The social bonus for electricity companies is discriminatory

as it is being applied and contrary to European legislation, but the lack of a time limit and the absence of compensatory measures that characterize it is in accordance with the law.

This has been estimated this Thursday by the Court of Justice of the EU responding to a series of preliminary questions sent by the Spanish Supreme Court.

In December 2014,

E.ON España

(currently Viesgo Infraestructuras Energéticas)

filed an appeal with the high court against the Royal Decree of the Government

that sets the distribution percentages of the bankable amounts of the social bond, which is the compensatory discount at which they can access the most vulnerable households, for social or economic reasons, in the electricity bill.

The Supreme Court upheld the appeal considering that it was incompatible with the European Directive, but the General State Administration filed another appeal for protection before the Constitutional Court, which in turn upheld it, annulling the sentence for violating the right to a trial with all the guarantees, since the Supreme Court had not consulted with the CJEU regarding possible doubts and incompatibilities of law.

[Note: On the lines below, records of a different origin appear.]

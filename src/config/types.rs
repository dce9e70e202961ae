//! Configuration types for table-gate
//!
//! This module defines the gate configuration that can be loaded from
//! TOML files and/or environment variables. The policy resource itself
//! (admin users, protected tables) is a separate file, see [`crate::policy`].

use serde::Deserialize;

/// Default policy resource name looked up on the search path
pub const DEFAULT_POLICY_RESOURCE: &str = "table-admin.toml";

/// Minimum age of a policy modification before it is trusted
pub const DEFAULT_QUIESCENCE_MS: u64 = 60_000;

/// Root configuration structure
#[derive(Debug, Clone, Default, Deserialize)]
#[serde(default)]
pub struct GateConfig {
    /// Policy file override (`admin.file`)
    pub admin: AdminConfig,

    /// Policy resource discovery and reload timing
    pub policy: PolicyConfig,

    /// Decision rules
    pub gate: RulesConfig,

    /// Logging configuration
    pub logging: LoggingConfig,
}

/// `[admin]` section
#[derive(Debug, Clone, Default, Deserialize)]
#[serde(default)]
pub struct AdminConfig {
    /// Explicit policy file path or `file://` URL
    pub file: Option<String>,
}

/// `[policy]` section
#[derive(Debug, Clone, Deserialize)]
#[serde(default)]
pub struct PolicyConfig {
    /// Resource name resolved against `search_paths` when `admin.file` is unset
    pub default_resource: String,

    /// Directories searched in order for `default_resource`
    pub search_paths: Vec<String>,

    /// Milliseconds a modification must age before a reload trusts it
    pub quiescence_ms: u64,
}

impl Default for PolicyConfig {
    fn default() -> Self {
        Self {
            default_resource: DEFAULT_POLICY_RESOURCE.to_string(),
            search_paths: vec![
                ".".to_string(),
                "~/.config/table-gate".to_string(),
                "/etc/table-gate".to_string(),
            ],
            quiescence_ms: DEFAULT_QUIESCENCE_MS,
        }
    }
}

/// `[gate]` section
#[derive(Debug, Clone, Deserialize)]
#[serde(default)]
pub struct RulesConfig {
    /// Table name prefixes anyone may create, delete or modify
    pub exempt_prefixes: Vec<String>,

    /// Administrator contact shown in denial messages
    pub contact: String,

    /// Table names treated as the system metadata table on create
    pub metadata_tables: Vec<String>,

    /// How the acting identity is resolved for modify
    pub identity_resolution: IdentityResolution,
}

impl Default for RulesConfig {
    fn default() -> Self {
        Self {
            exempt_prefixes: vec!["temp_".to_string(), "test_".to_string()],
            contact: "the cluster administrator".to_string(),
            metadata_tables: vec!["hbase:meta".to_string(), ".META.".to_string()],
            identity_resolution: IdentityResolution::Unified,
        }
    }
}

/// Identity resolution mode
#[derive(Debug, Clone, Copy, PartialEq, Eq, Default, Deserialize)]
#[serde(rename_all = "lowercase")]
pub enum IdentityResolution {
    /// Request principal first, then process identity, for every operation
    #[default]
    Unified,
    /// Modify checks only the process identity (older deployments)
    Legacy,
}

/// Logging configuration
#[derive(Debug, Clone, Deserialize)]
#[serde(default)]
pub struct LoggingConfig {
    /// Log level (trace, debug, info, warn, error)
    pub level: String,

    /// Output format (pretty, json)
    pub format: LogFormat,
}

impl Default for LoggingConfig {
    fn default() -> Self {
        Self {
            level: "info".to_string(),
            format: LogFormat::Pretty,
        }
    }
}

/// Log output format
#[derive(Debug, Clone, Copy, PartialEq, Eq, Default, Deserialize)]
#[serde(rename_all = "lowercase")]
pub enum LogFormat {
    /// Human-readable output
    #[default]
    Pretty,
    /// JSON structured output
    Json,
}
//! Admin-only table access gate
//!
//! Decision order for every operation:
//! 1. Exempt prefix (`temp_`, `test_` by default): allow, no reload, no audit
//! 2. Create only: system metadata table is allowed
//! 3. Conditional policy reload
//! 4. Delete only: protected tables are refused, even for admins
//! 5. Acting identity must be in the admin set

use crate::config::{GateConfig, IdentityResolution, RulesConfig};
use crate::error::{AccessDeniedError, GateResult, ProtectedTableError};
use crate::gate::observer::TableAccessObserver;
use crate::gate::types::{RegionInfo, TableDescriptor, TableOperation, display_name};
use crate::identity::{BoxedIdentityProvider, Identity, ProcessIdentityProvider};
use crate::policy::{PolicySnapshot, PolicyStore};
use std::sync::Arc;
use tracing::{debug, info, warn};

/// Authorization gate for table create/delete/modify
pub struct AccessGate {
    store: Arc<PolicyStore>,
    identities: BoxedIdentityProvider,
    rules: RulesConfig,
}

impl AccessGate {
    pub fn new(
        store: Arc<PolicyStore>,
        identities: BoxedIdentityProvider,
        rules: RulesConfig,
    ) -> Self {
        Self {
            store,
            identities,
            rules,
        }
    }

    /// Create a gate using the process environment for identities
    pub fn from_config(config: &GateConfig, store: Arc<PolicyStore>) -> Self {
        Self::new(
            store,
            Box::new(ProcessIdentityProvider::from_env()),
            config.gate.clone(),
        )
    }

    pub fn store(&self) -> &PolicyStore {
        &self.store
    }

    pub fn rules(&self) -> &RulesConfig {
        &self.rules
    }

    /// Whether the table is a sandbox table anyone may manage
    pub fn is_exempt(&self, table_name: &[u8]) -> bool {
        self.rules
            .exempt_prefixes
            .iter()
            .any(|prefix| table_name.starts_with(prefix.as_bytes()))
    }

    fn is_metadata_table(&self, desc: &TableDescriptor) -> bool {
        desc.is_meta_table()
            || self
                .rules
                .metadata_tables
                .iter()
                .any(|name| name.as_bytes() == desc.name())
    }

    /// Check table creation
    pub fn check_create(&self, desc: &TableDescriptor, regions: &[RegionInfo]) -> GateResult<()> {
        if self.is_exempt(desc.name()) || self.is_metadata_table(desc) {
            return Ok(());
        }

        let snapshot = self.refreshed_snapshot();
        let table = display_name(desc.name());
        let identity = self.resolve_identity(TableOperation::Create);
        self.check_admin(&snapshot, identity.as_ref(), TableOperation::Create, &table)?;

        debug!(table = %table, regions = regions.len(), "Create permitted");
        Ok(())
    }

    /// Check table deletion
    pub fn check_delete(&self, table_name: &[u8]) -> GateResult<()> {
        if self.is_exempt(table_name) {
            return Ok(());
        }

        let snapshot = self.refreshed_snapshot();
        let table = display_name(table_name);
        self.check_protected(&snapshot, &table)?;

        let identity = self.resolve_identity(TableOperation::Delete);
        self.check_admin(&snapshot, identity.as_ref(), TableOperation::Delete, &table)
    }

    /// Check table schema modification
    pub fn check_modify(&self, table_name: &[u8], _desc: &TableDescriptor) -> GateResult<()> {
        if self.is_exempt(table_name) {
            return Ok(());
        }

        let snapshot = self.refreshed_snapshot();
        let table = display_name(table_name);
        let identity = self.resolve_identity(TableOperation::Modify);
        self.check_admin(&snapshot, identity.as_ref(), TableOperation::Modify, &table)
    }

    fn refreshed_snapshot(&self) -> Arc<PolicySnapshot> {
        self.store.maybe_reload();
        self.store.snapshot()
    }

    fn resolve_identity(&self, operation: TableOperation) -> Option<Identity> {
        match (self.rules.identity_resolution, operation) {
            (IdentityResolution::Legacy, TableOperation::Modify) => {
                self.identities.current_user()
            }
            _ => self.identities.active_user(),
        }
    }

    fn check_protected(&self, snapshot: &PolicySnapshot, table: &str) -> GateResult<()> {
        if let Some(pattern) = snapshot.protected_tables().find_match(table) {
            let err = ProtectedTableError::new(table, pattern, &self.rules.contact);
            warn!(table = %table, pattern = %pattern, "{}", err);
            return Err(err.into());
        }
        Ok(())
    }

    fn check_admin(
        &self,
        snapshot: &PolicySnapshot,
        identity: Option<&Identity>,
        operation: TableOperation,
        table: &str,
    ) -> GateResult<()> {
        match identity {
            Some(identity) if snapshot.is_admin(identity.short_name()) => {
                info!(
                    identity = %identity,
                    operation = %operation,
                    table = %table,
                    "Admin user {} is {} table {}",
                    identity,
                    operation.verb(),
                    table
                );
                Ok(())
            }
            _ => {
                let err = AccessDeniedError::new(
                    identity.map(Identity::short_name),
                    table,
                    &self.rules.exempt_prefixes,
                    &self.rules.contact,
                );
                warn!(
                    identity = %err.identity,
                    operation = %operation,
                    table = %table,
                    "{}",
                    err
                );
                Err(err.into())
            }
        }
    }
}

impl TableAccessObserver for AccessGate {
    fn pre_create_table(&self, desc: &TableDescriptor, regions: &[RegionInfo]) -> GateResult<()> {
        self.check_create(desc, regions)
    }

    fn pre_delete_table(&self, table_name: &[u8]) -> GateResult<()> {
        self.check_delete(table_name)
    }

    fn pre_modify_table(&self, table_name: &[u8], desc: &TableDescriptor) -> GateResult<()> {
        self.check_modify(table_name, desc)
    }
}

The Supreme Court chose to consult with Luxembourg and the community magistrates have ruled today.

The main question is whether, with the European directive in hand, it is legal for the financing of the social bond to fall only on some agents of the electricity system ("the parent companies of the groups of companies or, where appropriate, companies that develop simultaneously the activities of production, distribution and commercialization of electrical energy ") when" some of those obliged subjects have very little specific weight in the sector as a whole, while instead other entities or business groups that may be better off are exempted from said burden. conditions of assuming this cost, either due to their volume of business, or due to their relative importance in one of the sectors of activity or because two of those activities are carried out simultaneously and in an integrated manner ".

Financing cost

And indeed the CJEU, in its judgment today, declares that the Community Directive is contrary to the fact that the cost of financing the social bond is made to fall only on the parent companies of the groups of companies or the companies that develop at the same time the production, distribution and commercialization of electrical energy, since this criterion

,

chosen by the national legislator, "leads to a difference in treatment between the different

companies operating in that market that is not objectively justified

".

The judgment recalls that Community legislation empowers the States to impose on electricity companies, "in the interests of the general economic interest", public service obligations of various kinds, and the CJEU specifically confirms that the obligation to partially finance the cost The social bond

is a public service obligation within the meaning of the Directive.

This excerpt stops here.